There are a few relatively obvious trade offs between these approaches:
- A materialized view can take a lot of space, depending on how much data the query produces.
- A virtual view takes almost no space at all, since all it stores is the query.
- A materialized view may take a while to build, but can ultimately save time if it precomputes data that speed up the queries that are run against it.
- A virtual view takes almost no time to create, but also doesn’t precompute anything.
But this misses the main event: in many cases, the fully-composed query will be much faster to execute than each half individually.
There are two big reasons for this. First, because the database system gets the whole, composed query at once, it can optimize the whole thing globally. To give a simple example, assume that the viz query filtered out a lot of the underlying data—maybe the viz only shows information on a single customer. With separate view and viz queries, the data-source query has to produce data for all the customers, just to have them filtered out by the view query. By considering them together, that filter can be pushed down and executed early, short-cutting a lot of the work.
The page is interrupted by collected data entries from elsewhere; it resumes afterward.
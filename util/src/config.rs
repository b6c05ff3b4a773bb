//! Global application configuration manager.
//!
//! `AppConfig` is a lazily initialized, globally accessible singleton containing
//! runtime configuration values loaded from environment variables. It provides
//! thread-safe access and mutation for testing or overrides in runtime environments.

use std::env;
use std::sync::{OnceLock, RwLock};

/// Represents the complete application configuration loaded from environment variables.
#[derive(Debug, Clone)]
pub struct AppConfig {
    pub env: String,
    pub project_name: String,
    pub log_level: String,
    pub log_file: String,
    pub log_to_stdout: bool,
    pub database_path: String,
    pub sheet_storage_root: String,
    pub host: String,
    pub port: u16,
    pub jwt_secret: String,
    pub jwt_duration_minutes: u64,
    pub max_upload_size_mb: u64,
}

/// Lazily-initialized, thread-safe singleton instance of `AppConfig`.
static CONFIG_INSTANCE: OnceLock<RwLock<AppConfig>> = OnceLock::new();

impl AppConfig {
    /// Loads the configuration from `.env` and environment variables.
    ///
    /// This method is used internally to populate the singleton. It panics
    /// if required variables are missing or improperly formatted.
    pub fn from_env() -> Self {
        dotenvy::dotenv().ok();

        Self {
            env: env::var("APP_ENV").unwrap_or_else(|_| "development".into()),
            project_name: env::var("PROJECT_NAME").unwrap_or_else(|_| "regrade".into()),
            log_level: env::var("LOG_LEVEL").unwrap_or_else(|_| "api=info".into()),
            log_file: env::var("LOG_FILE").unwrap_or_else(|_| "api.log".into()),
            log_to_stdout: env::var("LOG_TO_STDOUT").unwrap_or_else(|_| "false".into()) == "true",
            database_path: env::var("DATABASE_PATH").expect("DATABASE_PATH is required"),
            sheet_storage_root: env::var("SHEET_STORAGE_ROOT")
                .expect("SHEET_STORAGE_ROOT is required"),
            host: env::var("HOST").unwrap_or_else(|_| "127.0.0.1".into()),
            port: env::var("PORT")
                .unwrap_or_else(|_| "3000".into())
                .parse()
                .unwrap(),
            jwt_secret: env::var("JWT_SECRET").expect("JWT_SECRET is required"),
            jwt_duration_minutes: env::var("JWT_DURATION_MINUTES")
                .unwrap_or("60".into())
                .parse()
                .unwrap(),
            max_upload_size_mb: env::var("MAX_UPLOAD_SIZE_MB")
                .unwrap_or("25".into())
                .parse()
                .unwrap(),
        }
    }

    /// Returns a shared reference to the global configuration.
    ///
    /// # Panics
    /// Panics if the lock cannot be acquired.
    pub fn global() -> std::sync::RwLockReadGuard<'static, AppConfig> {
        CONFIG_INSTANCE
            .get_or_init(|| RwLock::new(AppConfig::from_env()))
            .read()
            .expect("Failed to acquire AppConfig read lock")
    }

    /// Resets the configuration by reloading from environment variables.
    ///
    /// Useful in tests to clear overrides.
    pub fn reset() {
        if let Some(lock) = CONFIG_INSTANCE.get() {
            let mut guard = lock.write().unwrap();
            *guard = AppConfig::from_env();
        }
    }

    /// Generic internal setter for any field in the config.
    ///
    /// Used by public per-field setter methods.
    fn set_field<F>(setter: F)
    where
        F: FnOnce(&mut AppConfig),
    {
        let lock = CONFIG_INSTANCE.get_or_init(|| RwLock::new(AppConfig::from_env()));
        let mut guard = lock
            .write()
            .expect("Failed to acquire AppConfig write lock");
        setter(&mut guard);
    }

    // --- Per-field setters below ---

    /// Override `env` value.
    pub fn set_env(value: impl Into<String>) {
        AppConfig::set_field(|cfg| cfg.env = value.into());
    }

    pub fn set_log_to_stdout(value: bool) {
        AppConfig::set_field(|cfg| cfg.log_to_stdout = value);
    }

    pub fn set_database_path(value: impl Into<String>) {
        AppConfig::set_field(|cfg| cfg.database_path = value.into());
    }

    pub fn set_sheet_storage_root(value: impl Into<String>) {
        AppConfig::set_field(|cfg| cfg.sheet_storage_root = value.into());
    }

    pub fn set_jwt_secret(value: impl Into<String>) {
        AppConfig::set_field(|cfg| cfg.jwt_secret = value.into());
    }

    pub fn set_jwt_duration_minutes(value: u64) {
        AppConfig::set_field(|cfg| cfg.jwt_duration_minutes = value);
    }
}

// --- Free accessor functions ---
//
// Call sites read `config::port()` etc. rather than holding the guard.

pub fn env() -> String {
    AppConfig::global().env.clone()
}

pub fn project_name() -> String {
    AppConfig::global().project_name.clone()
}

pub fn log_level() -> String {
    AppConfig::global().log_level.clone()
}

pub fn log_file() -> String {
    AppConfig::global().log_file.clone()
}

pub fn log_to_stdout() -> bool {
    AppConfig::global().log_to_stdout
}

pub fn database_path() -> String {
    AppConfig::global().database_path.clone()
}

pub fn sheet_storage_root() -> String {
    AppConfig::global().sheet_storage_root.clone()
}

pub fn host() -> String {
    AppConfig::global().host.clone()
}

pub fn port() -> u16 {
    AppConfig::global().port
}

pub fn jwt_secret() -> String {
    AppConfig::global().jwt_secret.clone()
}

pub fn jwt_duration_minutes() -> u64 {
    AppConfig::global().jwt_duration_minutes
}

pub fn max_upload_size_mb() -> u64 {
    AppConfig::global().max_upload_size_mb
}
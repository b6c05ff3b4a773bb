//! Grievance submission nested under `/sheets/{sheet_id}/grievances`
//! (students only; review transitions live under `/grievances`).

use axum::{Router, routing::post};
use util::state::AppState;

pub mod post;

use post::submit_grievance;

/// Builds and returns the `/grievances` route group for one sheet.
///
/// Routes:
/// - `POST /` → File a grievance against one question of the sheet
pub fn sheet_grievance_routes() -> Router<AppState> {
    Router::new().route("/", post(submit_grievance))
}
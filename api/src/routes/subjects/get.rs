use axum::{
    Json,
    extract::{Query, State},
    http::StatusCode,
    response::IntoResponse,
};
use db::models::subject;
use sea_orm::{ColumnTrait, EntityTrait, QueryFilter, QueryOrder};
use serde::Deserialize;
use util::state::AppState;

use crate::response::ApiResponse;
use crate::routes::subjects::post::SubjectResponse;

#[derive(Debug, Deserialize)]
pub struct SubjectFilter {
    pub department_id: Option<i64>,
}

/// GET /api/subjects
///
/// List subjects, optionally filtered by department. Admin only.
pub async fn get_subjects(
    State(app_state): State<AppState>,
    Query(filter): Query<SubjectFilter>,
) -> impl IntoResponse {
    let db = app_state.db();

    let mut query = subject::Entity::find().order_by_asc(subject::Column::Code);
    if let Some(department_id) = filter.department_id {
        query = query.filter(subject::Column::DepartmentId.eq(department_id));
    }

    match query.all(db).await {
        Ok(subjects) => {
            let subjects: Vec<SubjectResponse> =
                subjects.into_iter().map(SubjectResponse::from).collect();
            (
                StatusCode::OK,
                Json(ApiResponse::success(
                    subjects,
                    "Subjects retrieved successfully",
                )),
            )
        }
        Err(e) => {
            tracing::error!(error = %e, "Failed to list subjects");
            (
                StatusCode::INTERNAL_SERVER_ERROR,
                Json(ApiResponse::<Vec<SubjectResponse>>::error(
                    "Something went wrong, please try again",
                )),
            )
        }
    }
}
use std::collections::{BTreeMap, BTreeSet};

use chrono::{DateTime, Utc};
use sea_orm::ActiveValue::Set;
use sea_orm::QueryFilter;
use sea_orm::entity::prelude::*;
use sea_orm::{ColumnTrait, ConnectionTrait, IntoActiveModel};
use serde::Serialize;

use crate::error::DomainError;

/// Maps a teacher to the question range they grade on one exam.
///
/// `assigned_questions` is a JSON array of question numbers and
/// `marks_per_question` a JSON object mapping question number to the maximum
/// marks for that question. The two key sets are kept identical by
/// [`Model::assign`]; rows created anywhere else bypass that invariant and
/// have no place in this schema.
#[derive(Clone, Debug, PartialEq, DeriveEntityModel, Serialize)]
#[sea_orm(table_name = "exam_teacher_assignments")]
pub struct Model {
    #[sea_orm(primary_key)]
    pub id: i64,

    pub exam_id: i64,
    pub teacher_id: i64,

    pub assigned_questions: Json,
    pub marks_per_question: Json,

    pub created_at: DateTime<Utc>,
    pub updated_at: DateTime<Utc>,
}

#[derive(Copy, Clone, Debug, EnumIter, DeriveRelation)]
pub enum Relation {
    #[sea_orm(
        belongs_to = "super::exam::Entity",
        from = "Column::ExamId",
        to = "super::exam::Column::Id"
    )]
    Exam,

    #[sea_orm(
        belongs_to = "super::user::Entity",
        from = "Column::TeacherId",
        to = "super::user::Column::Id"
    )]
    Teacher,
}

impl Related<super::exam::Entity> for Entity {
    fn to() -> RelationDef {
        Relation::Exam.def()
    }
}

impl Related<super::user::Entity> for Entity {
    fn to() -> RelationDef {
        Relation::Teacher.def()
    }
}

impl ActiveModelBehavior for ActiveModel {}

impl Model {
    /// The question numbers this row covers, as a typed set.
    pub fn question_set(&self) -> BTreeSet<i64> {
        self.assigned_questions
            .as_array()
            .map(|arr| arr.iter().filter_map(|v| v.as_i64()).collect())
            .unwrap_or_default()
    }

    /// The per-question maximum marks, as a typed map.
    pub fn marks_map(&self) -> BTreeMap<i64, i64> {
        self.marks_per_question
            .as_object()
            .map(|obj| {
                obj.iter()
                    .filter_map(|(k, v)| Some((k.parse::<i64>().ok()?, v.as_i64()?)))
                    .collect()
            })
            .unwrap_or_default()
    }

    /// Creates or replaces a teacher's assignment for an exam.
    ///
    /// Validates that `questions` and the keys of `marks_per_question` are
    /// identical sets of positive question numbers, and that no question is
    /// already held by a *different* teacher on the same exam. Re-assigning
    /// the same teacher replaces their question set wholesale.
    pub async fn assign<C: ConnectionTrait>(
        db: &C,
        exam_id: i64,
        teacher_id: i64,
        questions: &BTreeSet<i64>,
        marks_per_question: &BTreeMap<i64, i64>,
    ) -> Result<Model, DomainError> {
        if questions.is_empty() {
            return Err(DomainError::InvalidAssignment(
                "at least one question must be assigned".into(),
            ));
        }

        if let Some(&q) = questions.iter().find(|&&q| q <= 0) {
            return Err(DomainError::InvalidAssignment(format!(
                "question numbers must be positive, got {q}"
            )));
        }

        let mark_keys: BTreeSet<i64> = marks_per_question.keys().copied().collect();
        if mark_keys != *questions {
            return Err(DomainError::InvalidAssignment(
                "assigned questions and marks-per-question keys must match".into(),
            ));
        }

        if let Some((&q, &max)) = marks_per_question.iter().find(|&(_, &max)| max <= 0) {
            return Err(DomainError::InvalidAssignment(format!(
                "maximum marks for question {q} must be positive, got {max}"
            )));
        }

        // A question may be covered by at most one teacher on an exam.
        let existing = Entity::find()
            .filter(Column::ExamId.eq(exam_id))
            .all(db)
            .await?;

        for row in &existing {
            if row.teacher_id == teacher_id {
                continue;
            }
            if let Some(&q) = row.question_set().intersection(questions).next() {
                return Err(DomainError::Overlap {
                    question_number: q,
                    teacher_id: row.teacher_id,
                });
            }
        }

        let now = Utc::now();
        let questions_json = serde_json::json!(questions.iter().collect::<Vec<_>>());
        let marks_json = serde_json::Value::Object(
            marks_per_question
                .iter()
                .map(|(k, v)| (k.to_string(), serde_json::Value::from(*v)))
                .collect(),
        );

        match existing.into_iter().find(|r| r.teacher_id == teacher_id) {
            Some(row) => {
                let mut active = row.into_active_model();
                active.assigned_questions = Set(questions_json);
                active.marks_per_question = Set(marks_json);
                active.updated_at = Set(now);
                Ok(active.update(db).await?)
            }
            None => {
                let active = ActiveModel {
                    exam_id: Set(exam_id),
                    teacher_id: Set(teacher_id),
                    assigned_questions: Set(questions_json),
                    marks_per_question: Set(marks_json),
                    created_at: Set(now),
                    updated_at: Set(now),
                    ..Default::default()
                };
                Ok(active.insert(db).await?)
            }
        }
    }

    /// The question set a teacher may grade (and review grievances for) on an
    /// exam. Empty when the teacher holds no assignment.
    pub async fn authorized_questions<C: ConnectionTrait>(
        db: &C,
        exam_id: i64,
        teacher_id: i64,
    ) -> Result<BTreeSet<i64>, DomainError> {
        let row = Entity::find()
            .filter(Column::ExamId.eq(exam_id))
            .filter(Column::TeacherId.eq(teacher_id))
            .one(db)
            .await?;

        Ok(row.map(|r| r.question_set()).unwrap_or_default())
    }

    /// Maximum marks configured for a question on an exam, across all
    /// teachers' assignments. `None` when no assignment covers the question.
    pub async fn max_marks_for<C: ConnectionTrait>(
        db: &C,
        exam_id: i64,
        question_number: i64,
    ) -> Result<Option<i64>, DomainError> {
        let rows = Entity::find()
            .filter(Column::ExamId.eq(exam_id))
            .all(db)
            .await?;

        Ok(rows
            .iter()
            .find_map(|r| r.marks_map().get(&question_number).copied()))
    }

    pub async fn find_for_exam<C: ConnectionTrait>(
        db: &C,
        exam_id: i64,
    ) -> Result<Vec<Model>, DomainError> {
        Ok(Entity::find()
            .filter(Column::ExamId.eq(exam_id))
            .all(db)
            .await?)
    }

    pub async fn find_for_teacher<C: ConnectionTrait>(
        db: &C,
        teacher_id: i64,
    ) -> Result<Vec<Model>, DomainError> {
        Ok(Entity::find()
            .filter(Column::TeacherId.eq(teacher_id))
            .all(db)
            .await?)
    }
}
//! `/me` routes: role-filtered views for the calling user.

use axum::{Router, middleware::from_fn, routing::get};
use util::state::AppState;

pub mod grievances;
pub mod pending_papers;
pub mod sheets;

use crate::auth::guards::allow_teacher;
use grievances::get_my_grievances;
use pending_papers::get_my_pending_papers;
use sheets::get_my_sheets;

/// Builds and returns the `/me` route group.
///
/// Routes:
/// - `GET /me/sheets`         → The caller's answer sheets (students)
/// - `GET /me/grievances`     → Grievances visible to the caller's role
/// - `GET /me/pending-papers` → The caller's ungraded-paper queue (teachers)
pub fn me_routes() -> Router<AppState> {
    Router::new()
        .route("/sheets", get(get_my_sheets))
        .route("/grievances", get(get_my_grievances))
        .route(
            "/pending-papers",
            get(get_my_pending_papers).route_layer(from_fn(allow_teacher)),
        )
}
use axum::{
    Extension, Json,
    extract::{Path, State},
    http::StatusCode,
    response::IntoResponse,
};
use db::models::annotation::{AnnotationType, Model as AnnotationModel};
use db::models::answer_sheet;
use sea_orm::EntityTrait;
use serde::{Deserialize, Serialize};
use util::state::AppState;

use crate::auth::AuthUser;
use crate::response::ApiResponse;

#[derive(Debug, Deserialize)]
pub struct CreateAnnotationRequest {
    pub page_number: i32,
    pub x: f64,
    pub y: f64,
    pub annotation_type: AnnotationType,
    #[serde(default)]
    pub content: String,
    #[serde(default = "default_color")]
    pub color: String,
}

fn default_color() -> String {
    "#ff0000".to_owned()
}

#[derive(Debug, Serialize, Default)]
pub struct AnnotationResponse {
    pub id: i64,
    pub answer_sheet_id: i64,
    pub page_number: i32,
    pub x: f64,
    pub y: f64,
    pub annotation_type: String,
    pub content: String,
    pub color: String,
    pub created_by: i64,
    pub created_at: String,
}

impl From<AnnotationModel> for AnnotationResponse {
    fn from(a: AnnotationModel) -> Self {
        Self {
            id: a.id,
            answer_sheet_id: a.answer_sheet_id,
            page_number: a.page_number,
            x: a.x,
            y: a.y,
            annotation_type: a.annotation_type.to_string(),
            content: a.content,
            color: a.color,
            created_by: a.created_by,
            created_at: a.created_at.to_rfc3339(),
        }
    }
}

/// POST /api/sheets/{sheet_id}/annotations
///
/// Append a visual annotation at a page position of the sheet's PDF.
/// Annotations are purely advisory; grading is unaffected. Teachers.
///
/// ### Request Body
/// ```json
/// {
///   "page_number": 2,
///   "x": 120.5,
///   "y": 340.25,
///   "annotation_type": "comment",
///   "content": "Show your working here",
///   "color": "#0000ff"
/// }
/// ```
///
/// ### Responses
/// - `201 Created` with the stored annotation
/// - `404 Not Found` (unknown sheet)
pub async fn create_annotation(
    State(app_state): State<AppState>,
    Path(sheet_id): Path<i64>,
    Extension(AuthUser(claims)): Extension<AuthUser>,
    Json(req): Json<CreateAnnotationRequest>,
) -> impl IntoResponse {
    let db = app_state.db();

    match answer_sheet::Entity::find_by_id(sheet_id).one(db).await {
        Ok(Some(_)) => {}
        Ok(None) => {
            return (
                StatusCode::NOT_FOUND,
                Json(ApiResponse::<AnnotationResponse>::error(
                    "Answer sheet not found",
                )),
            );
        }
        Err(e) => {
            tracing::error!(error = %e, "Failed to look up answer sheet");
            return (
                StatusCode::INTERNAL_SERVER_ERROR,
                Json(ApiResponse::<AnnotationResponse>::error(
                    "Something went wrong, please try again",
                )),
            );
        }
    }

    match AnnotationModel::create(
        db,
        sheet_id,
        req.page_number,
        req.x,
        req.y,
        req.annotation_type,
        &req.content,
        &req.color,
        claims.sub,
    )
    .await
    {
        Ok(annotation) => (
            StatusCode::CREATED,
            Json(ApiResponse::success(
                AnnotationResponse::from(annotation),
                "Annotation created successfully",
            )),
        ),
        Err(e) => {
            tracing::error!(error = %e, "Failed to create annotation");
            (
                StatusCode::INTERNAL_SERVER_ERROR,
                Json(ApiResponse::<AnnotationResponse>::error(
                    "Something went wrong, please try again",
                )),
            )
        }
    }
}
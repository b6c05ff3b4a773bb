use sea_orm_migration::prelude::*;

pub struct Migration;

impl MigrationName for Migration {
    fn name(&self) -> &str {
        "m202607010008_create_annotations"
    }
}

#[async_trait::async_trait]
impl MigrationTrait for Migration {
    async fn up(&self, manager: &SchemaManager) -> Result<(), DbErr> {
        manager
            .create_table(
                Table::create()
                    .table(Alias::new("annotations"))
                    .if_not_exists()
                    .col(
                        ColumnDef::new(Alias::new("id"))
                            .big_integer()
                            .not_null()
                            .auto_increment()
                            .primary_key(),
                    )
                    .col(
                        ColumnDef::new(Alias::new("answer_sheet_id"))
                            .big_integer()
                            .not_null(),
                    )
                    .col(
                        ColumnDef::new(Alias::new("page_number"))
                            .integer()
                            .not_null(),
                    )
                    .col(ColumnDef::new(Alias::new("x")).double().not_null())
                    .col(ColumnDef::new(Alias::new("y")).double().not_null())
                    .col(
                        ColumnDef::new(Alias::new("annotation_type"))
                            .enumeration(
                                Alias::new("annotation_type"),
                                vec![
                                    Alias::new("mark"),
                                    Alias::new("comment"),
                                    Alias::new("highlight"),
                                ],
                            )
                            .not_null(),
                    )
                    .col(ColumnDef::new(Alias::new("content")).text().not_null())
                    .col(ColumnDef::new(Alias::new("color")).string().not_null())
                    .col(
                        ColumnDef::new(Alias::new("created_by"))
                            .big_integer()
                            .not_null(),
                    )
                    .col(
                        ColumnDef::new(Alias::new("created_at"))
                            .timestamp()
                            .not_null()
                            .default(Expr::cust("CURRENT_TIMESTAMP")),
                    )
                    .foreign_key(
                        ForeignKey::create()
                            .from(Alias::new("annotations"), Alias::new("answer_sheet_id"))
                            .to(Alias::new("answer_sheets"), Alias::new("id"))
                            .on_delete(ForeignKeyAction::Cascade),
                    )
                    .foreign_key(
                        ForeignKey::create()
                            .from(Alias::new("annotations"), Alias::new("created_by"))
                            .to(Alias::new("users"), Alias::new("id"))
                            .on_delete(ForeignKeyAction::Cascade),
                    )
                    .to_owned(),
            )
            .await
    }

    async fn down(&self, manager: &SchemaManager) -> Result<(), DbErr> {
        manager
            .drop_table(Table::drop().table(Alias::new("annotations")).to_owned())
            .await
    }
}
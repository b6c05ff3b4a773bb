use axum::{
    Extension, Json,
    extract::{Path, State},
    http::StatusCode,
    response::IntoResponse,
};
use common::format_validation_errors;
use db::models::grievance::Model as GrievanceModel;
use serde::{Deserialize, Serialize};
use util::state::AppState;
use validator::Validate;

use crate::auth::AuthUser;
use crate::response::ApiResponse;
use crate::routes::common::domain_error;

#[derive(Debug, Deserialize, Validate)]
pub struct SubmitGrievanceRequest {
    #[validate(range(min = 1, message = "Question number must be positive"))]
    pub question_number: i64,

    pub sub_question: Option<String>,

    #[validate(length(min = 10, message = "Please describe the grievance in at least 10 characters"))]
    pub grievance_text: String,

    /// The marks the student currently sees for the question. Checked
    /// against the ledger so a dispute can never be filed on a stale basis.
    pub current_marks: i64,
}

#[derive(Debug, Serialize, Default)]
pub struct GrievanceResponse {
    pub id: i64,
    pub student_id: i64,
    pub answer_sheet_id: i64,
    pub question_number: i64,
    pub sub_question: Option<String>,
    pub grievance_text: String,
    pub current_marks: i64,
    pub updated_marks: Option<i64>,
    pub status: String,
    pub reviewer_id: Option<i64>,
    pub teacher_response: Option<String>,
    pub submission_date: String,
    pub reviewed_at: Option<String>,
}

impl From<GrievanceModel> for GrievanceResponse {
    fn from(g: GrievanceModel) -> Self {
        Self {
            id: g.id,
            student_id: g.student_id,
            answer_sheet_id: g.answer_sheet_id,
            question_number: g.question_number,
            sub_question: g.sub_question,
            grievance_text: g.grievance_text,
            current_marks: g.current_marks,
            updated_marks: g.updated_marks,
            status: g.status.to_string(),
            reviewer_id: g.reviewer_id,
            teacher_response: g.teacher_response,
            submission_date: g.submission_date.to_rfc3339(),
            reviewed_at: g.reviewed_at.map(|t| t.to_rfc3339()),
        }
    }
}

/// POST /api/sheets/{sheet_id}/grievances
///
/// File a grievance against one question of the caller's own, already-graded
/// answer sheet. Students only.
///
/// ### Request Body
/// ```json
/// {
///   "question_number": 3,
///   "sub_question": "b",
///   "grievance_text": "Part (b) continues on the back page and was not marked",
///   "current_marks": 6
/// }
/// ```
///
/// ### Responses
/// - `201 Created` with the grievance in `pending` state
/// - `400 Bad Request` (validation failure, or `current_marks` does not match
///   the ledger)
/// - `403 Forbidden` (sheet belongs to another student)
/// - `404 Not Found` (unknown sheet, or question never graded)
/// - `409 Conflict` (sheet not graded yet, or an open grievance already
///   exists for the question)
pub async fn submit_grievance(
    State(app_state): State<AppState>,
    Path(sheet_id): Path<i64>,
    Extension(AuthUser(claims)): Extension<AuthUser>,
    Json(req): Json<SubmitGrievanceRequest>,
) -> impl IntoResponse {
    if let Err(validation_errors) = req.validate() {
        let error_message = format_validation_errors(&validation_errors);
        return (
            StatusCode::BAD_REQUEST,
            Json(ApiResponse::<GrievanceResponse>::error(error_message)),
        );
    }

    let db = app_state.db();

    match GrievanceModel::submit(
        db,
        claims.sub,
        sheet_id,
        req.question_number,
        req.sub_question.as_deref(),
        &req.grievance_text,
        req.current_marks,
    )
    .await
    {
        Ok(grievance) => (
            StatusCode::CREATED,
            Json(ApiResponse::success(
                GrievanceResponse::from(grievance),
                "Grievance submitted successfully",
            )),
        ),
        Err(e) => domain_error(e),
    }
}
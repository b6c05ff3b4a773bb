use std::collections::{BTreeMap, BTreeSet};

use axum::{
    Json,
    extract::{Path, State},
    http::StatusCode,
    response::IntoResponse,
};
use db::models::exam_teacher_assignment::Model as AssignmentModel;
use db::models::user::{self, Role};
use db::models::exam;
use sea_orm::EntityTrait;
use serde::{Deserialize, Serialize};
use util::state::AppState;

use crate::response::ApiResponse;
use crate::routes::common::domain_error;

#[derive(Debug, Deserialize)]
pub struct AssignTeacherRequest {
    pub teacher_id: i64,
    pub questions: BTreeSet<i64>,
    pub marks_per_question: BTreeMap<i64, i64>,
}

#[derive(Debug, Serialize, Default)]
pub struct AssignmentResponse {
    pub id: i64,
    pub exam_id: i64,
    pub teacher_id: i64,
    pub questions: Vec<i64>,
    pub marks_per_question: BTreeMap<i64, i64>,
}

impl From<AssignmentModel> for AssignmentResponse {
    fn from(a: AssignmentModel) -> Self {
        Self {
            id: a.id,
            exam_id: a.exam_id,
            teacher_id: a.teacher_id,
            questions: a.question_set().into_iter().collect(),
            marks_per_question: a.marks_map(),
        }
    }
}

/// POST /api/exams/{exam_id}/assignments
///
/// Assign a teacher to a set of questions on the exam, with the maximum
/// marks per question. Re-assigning the same teacher replaces their range;
/// assigning a question already held by a different teacher is rejected.
/// Admin only.
///
/// ### Request Body
/// ```json
/// {
///   "teacher_id": 7,
///   "questions": [1, 2, 3],
///   "marks_per_question": { "1": 10, "2": 10, "3": 10 }
/// }
/// ```
///
/// ### Responses
/// - `201 Created` with the stored assignment
/// - `400 Bad Request` (malformed question/marks sets)
/// - `404 Not Found` (unknown exam or teacher)
/// - `409 Conflict` (question overlap with another teacher)
pub async fn create_assignment(
    State(app_state): State<AppState>,
    Path(exam_id): Path<i64>,
    Json(req): Json<AssignTeacherRequest>,
) -> impl IntoResponse {
    let db = app_state.db();

    match exam::Entity::find_by_id(exam_id).one(db).await {
        Ok(Some(_)) => {}
        Ok(None) => {
            return (
                StatusCode::NOT_FOUND,
                Json(ApiResponse::<AssignmentResponse>::error("Exam not found")),
            );
        }
        Err(e) => {
            tracing::error!(error = %e, "Failed to look up exam");
            return (
                StatusCode::INTERNAL_SERVER_ERROR,
                Json(ApiResponse::<AssignmentResponse>::error(
                    "Something went wrong, please try again",
                )),
            );
        }
    }

    // The assignee must exist and actually be a teacher.
    match user::Entity::find_by_id(req.teacher_id).one(db).await {
        Ok(Some(u)) if u.role == Role::Teacher => {}
        Ok(_) => {
            return (
                StatusCode::NOT_FOUND,
                Json(ApiResponse::<AssignmentResponse>::error("Teacher not found")),
            );
        }
        Err(e) => {
            tracing::error!(error = %e, "Failed to look up teacher");
            return (
                StatusCode::INTERNAL_SERVER_ERROR,
                Json(ApiResponse::<AssignmentResponse>::error(
                    "Something went wrong, please try again",
                )),
            );
        }
    }

    match AssignmentModel::assign(
        db,
        exam_id,
        req.teacher_id,
        &req.questions,
        &req.marks_per_question,
    )
    .await
    {
        Ok(assignment) => (
            StatusCode::CREATED,
            Json(ApiResponse::success(
                AssignmentResponse::from(assignment),
                "Teacher assigned successfully",
            )),
        ),
        Err(e) => domain_error(e),
    }
}
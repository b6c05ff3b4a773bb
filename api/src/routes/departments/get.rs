use axum::{Json, extract::State, http::StatusCode, response::IntoResponse};
use db::models::department;
use sea_orm::{EntityTrait, QueryOrder};
use util::state::AppState;

use crate::response::ApiResponse;
use crate::routes::departments::post::DepartmentResponse;

/// GET /api/departments
///
/// List all departments, ordered by name. Admin only.
pub async fn get_departments(State(app_state): State<AppState>) -> impl IntoResponse {
    let db = app_state.db();

    match department::Entity::find()
        .order_by_asc(department::Column::Name)
        .all(db)
        .await
    {
        Ok(departments) => {
            let departments: Vec<DepartmentResponse> = departments
                .into_iter()
                .map(DepartmentResponse::from)
                .collect();
            (
                StatusCode::OK,
                Json(ApiResponse::success(
                    departments,
                    "Departments retrieved successfully",
                )),
            )
        }
        Err(e) => {
            tracing::error!(error = %e, "Failed to list departments");
            (
                StatusCode::INTERNAL_SERVER_ERROR,
                Json(ApiResponse::<Vec<DepartmentResponse>>::error(
                    "Something went wrong, please try again",
                )),
            )
        }
    }
}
Second, assume that the data-source query was executed on one system—say a SQL Server database—and the viz query was executed some where else—like Tableau. If the data-source query produces a lot of data, all of it needs to be sent over the network. If the queries can be composed and the whole thing can be executed by the source database, then only the final viz query results need to be sent. And through aggregation, Tableau viz queries usually reduce the data substantially.
For these reasons, running the viz query on top of the virtual view may perform significantly better than taking an extract and then running the viz query separately.
Bringing This Back to Tableau
Let’s connect this back to Tableau. But with the heavy lifting complete, the connection is straightforward:
- An extracted data source is a materialized view: the data-source query is run to pull data from your database, and the data are materialized into a TDE or (with Tableau 10.5 or higher) a Hyper database. View queries then run against this materialized extract.
- A live data source is a virtual view: the data source just stores the query, and Tableau composes it on the fly with whatever query your viz generates. This composed query is issued in one shot to your database.
Done. But now you can see how the explanation at the top is subtly wrong.
A live data source is just a real-time extract of your data.
If this were true, then every time you modified or refreshed your workbook, the system would first run the data-source query and suck down the results, and then run the viz query to aggregate it all down. But this striation doesn’t happen: with a live data source, the whole view+viz query is composed, and this whole query is then executed. Every time.
In the right circumstances, this can mean the query that’s run is more optimized and flows much less data down from the database. And that can perform very well.
Other times, the cost to materialize the extract is worth it because the construction cost is amortized over a whole lot of viz queries, all of which benefit from the extract. But that would be for naught if the extract were re-created for each viz query.
After all of this, it’s worth popping up to recognize the obvious benefit to live data sources: liveliness. Since live data sources go directly against your database, they see the changes to your data as those changes occur. This can be valuable unto itself, regardless of the performance trade-offs.